EXERCISE AIM - All entries below are to be duplicated verbatim.

RECORDS SUPPLIED -
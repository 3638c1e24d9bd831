//! Error types for the answer browser

use thiserror::Error;

/// Main error type for answer browser operations
#[derive(Debug, Error)]
pub enum AnswerError {
    /// Answer service failures
    #[error("Failed to get answer: {0}")]
    Service(#[from] ServiceError),
    /// Persistence mirror failures
    #[error("Storage error: {0}")]
    Storage(#[from] StorageError),
    /// Navigation input that does not parse as a URL
    #[error("Invalid URL: {0}")]
    InvalidUrl(String),
    /// Missing or malformed configuration
    #[error("Configuration error: {0}")]
    Config(String),
    /// I/O errors
    #[error("I/O error: {0}")]
    Io(#[from] std::io::Error),
    /// Generic error with message
    #[error("Error: {0}")]
    Other(String),
}

/// Answer service errors
#[derive(Debug, Error)]
pub enum ServiceError {
    /// Request never reached the service or the connection dropped
    #[error("request failed: {0}")]
    Request(String),
    /// Service answered with a non-success status
    #[error("HTTP {status}: {message}")]
    Http { status: u16, message: String },
    /// Response body did not have the expected shape
    #[error("malformed response: {0}")]
    Decode(String),
    /// Service produced no answer text
    #[error("Received an empty response from the AI.")]
    EmptyResponse,
}

/// Persistence mirror errors
#[derive(Debug, Error)]
pub enum StorageError {
    /// Reading or writing the backing store failed
    #[error("backend failure for key '{key}': {source}")]
    Backend {
        key: String,
        #[source]
        source: std::io::Error,
    },
    /// Persisted value could not be (de)serialized
    #[error("serialization failure for key '{key}': {source}")]
    Serde {
        key: String,
        #[source]
        source: serde_json::Error,
    },
}

impl From<reqwest::Error> for ServiceError {
    fn from(err: reqwest::Error) -> Self {
        if err.is_decode() {
            Self::Decode(err.to_string())
        } else {
            Self::Request(err.to_string())
        }
    }
}

/// Convenience Result type for answer browser operations
pub type Result<T> = std::result::Result<T, AnswerError>;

RESPONSE TO THIS EXERCISE -
repository 3638c1e24d9bd831
//! Error types for the answer browser

use thiserror::Error;

/// Main error type for answer browser operations
#[derive(Debug, Error)]
pub enum AnswerError {
    /// Answer service failures
    #[error("Failed to get answer: {0}")]
    Service(#[from] ServiceError),
    /// Persistence mirror failures
    #[error("Storage error: {0}")]
    Storage(#[from] StorageError),
    /// Navigation input that does not parse as a URL
    #[error("Invalid URL: {0}")]
    InvalidUrl(String),
    /// Missing or malformed configuration
    #[error("Configuration error: {0}")]
    Config(String),
    /// I/O errors
    #[error("I/O error: {0}")]
    Io(#[from] std::io::Error),
    /// Generic error with message
    #[error("Error: {0}")]
    Other(String),
}

/// Answer service errors
#[derive(Debug, Error)]
pub enum ServiceError {
    /// Request never reached the service or the connection dropped
    #[error("request failed: {0}")]
    Request(String),
    /// Service answered with a non-success status
    #[error("HTTP {status}: {message}")]
    Http { status: u16, message: String },
    /// Response body did not have the expected shape
    #[error("malformed response: {0}")]
    Decode(String),
    /// Service produced no answer text
    #[error("Received an empty response from the AI.")]
    EmptyResponse,
}

/// Persistence mirror errors
#[derive(Debug, Error)]
pub enum StorageError {
    /// Reading or writing the backing store failed
    #[error("backend failure for key '{key}': {source}")]
    Backend {
        key: String,
        #[source]
        source: std::io::Error,
    },
    /// Persisted value could not be (de)serialized
    #[error("serialization failure for key '{key}': {source}")]
    Serde {
        key: String,
        #[source]
        source: serde_json::Error,
    },
}

impl From<reqwest::Error> for ServiceError {
    fn from(err: reqwest::Error) -> Self {
        if err.is_decode() {
            Self::Decode(err.to_string())
        } else {
            Self::Request(err.to_string())
        }
    }
}

/// Convenience Result type for answer browser operations
pub type Result<T> = std::result::Result<T, AnswerError>;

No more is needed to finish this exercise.